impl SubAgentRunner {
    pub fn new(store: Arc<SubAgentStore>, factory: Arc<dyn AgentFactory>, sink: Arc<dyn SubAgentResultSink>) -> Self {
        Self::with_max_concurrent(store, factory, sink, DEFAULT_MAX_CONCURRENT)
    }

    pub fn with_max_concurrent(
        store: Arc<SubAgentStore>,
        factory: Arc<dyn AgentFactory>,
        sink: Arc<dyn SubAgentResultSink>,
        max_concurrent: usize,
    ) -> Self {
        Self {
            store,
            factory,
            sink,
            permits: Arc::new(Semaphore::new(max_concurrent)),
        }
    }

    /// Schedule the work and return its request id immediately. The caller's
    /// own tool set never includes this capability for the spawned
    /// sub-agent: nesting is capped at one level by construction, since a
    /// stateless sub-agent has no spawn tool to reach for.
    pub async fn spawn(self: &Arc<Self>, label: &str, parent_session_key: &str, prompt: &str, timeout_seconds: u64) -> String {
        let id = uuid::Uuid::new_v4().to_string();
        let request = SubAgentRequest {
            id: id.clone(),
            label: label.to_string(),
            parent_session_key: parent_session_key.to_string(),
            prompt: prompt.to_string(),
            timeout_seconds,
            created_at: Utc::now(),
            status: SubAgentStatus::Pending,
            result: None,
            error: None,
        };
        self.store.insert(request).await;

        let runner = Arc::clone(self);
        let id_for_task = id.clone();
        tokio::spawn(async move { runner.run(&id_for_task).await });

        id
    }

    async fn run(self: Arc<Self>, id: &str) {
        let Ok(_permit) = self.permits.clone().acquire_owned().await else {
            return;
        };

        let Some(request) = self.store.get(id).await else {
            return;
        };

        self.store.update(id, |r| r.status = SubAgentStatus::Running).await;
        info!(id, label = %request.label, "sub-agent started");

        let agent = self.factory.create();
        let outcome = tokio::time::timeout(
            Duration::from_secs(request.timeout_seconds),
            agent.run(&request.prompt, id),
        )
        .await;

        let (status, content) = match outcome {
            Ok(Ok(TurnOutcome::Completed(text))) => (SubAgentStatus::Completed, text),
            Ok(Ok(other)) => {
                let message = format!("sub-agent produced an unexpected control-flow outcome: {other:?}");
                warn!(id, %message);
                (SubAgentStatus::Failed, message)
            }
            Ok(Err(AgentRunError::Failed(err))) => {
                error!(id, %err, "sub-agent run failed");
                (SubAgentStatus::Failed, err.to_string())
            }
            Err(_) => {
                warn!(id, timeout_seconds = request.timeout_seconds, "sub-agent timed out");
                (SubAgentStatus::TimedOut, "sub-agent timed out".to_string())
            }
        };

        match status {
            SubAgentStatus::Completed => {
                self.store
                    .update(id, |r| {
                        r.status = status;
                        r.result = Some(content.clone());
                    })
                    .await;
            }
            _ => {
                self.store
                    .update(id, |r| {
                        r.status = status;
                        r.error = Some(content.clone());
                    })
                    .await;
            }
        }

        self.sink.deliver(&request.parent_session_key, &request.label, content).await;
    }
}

+++++

▶ WHAT YOU NEED TO DO
Copy the lines that hold the word "timed". Take them from the records above.

▶ TASK ANSWER
                warn!(id, timeout_seconds = request.timeout_seconds, "sub-agent timed out");
                (SubAgentStatus::TimedOut, "sub-agent timed out".to_string())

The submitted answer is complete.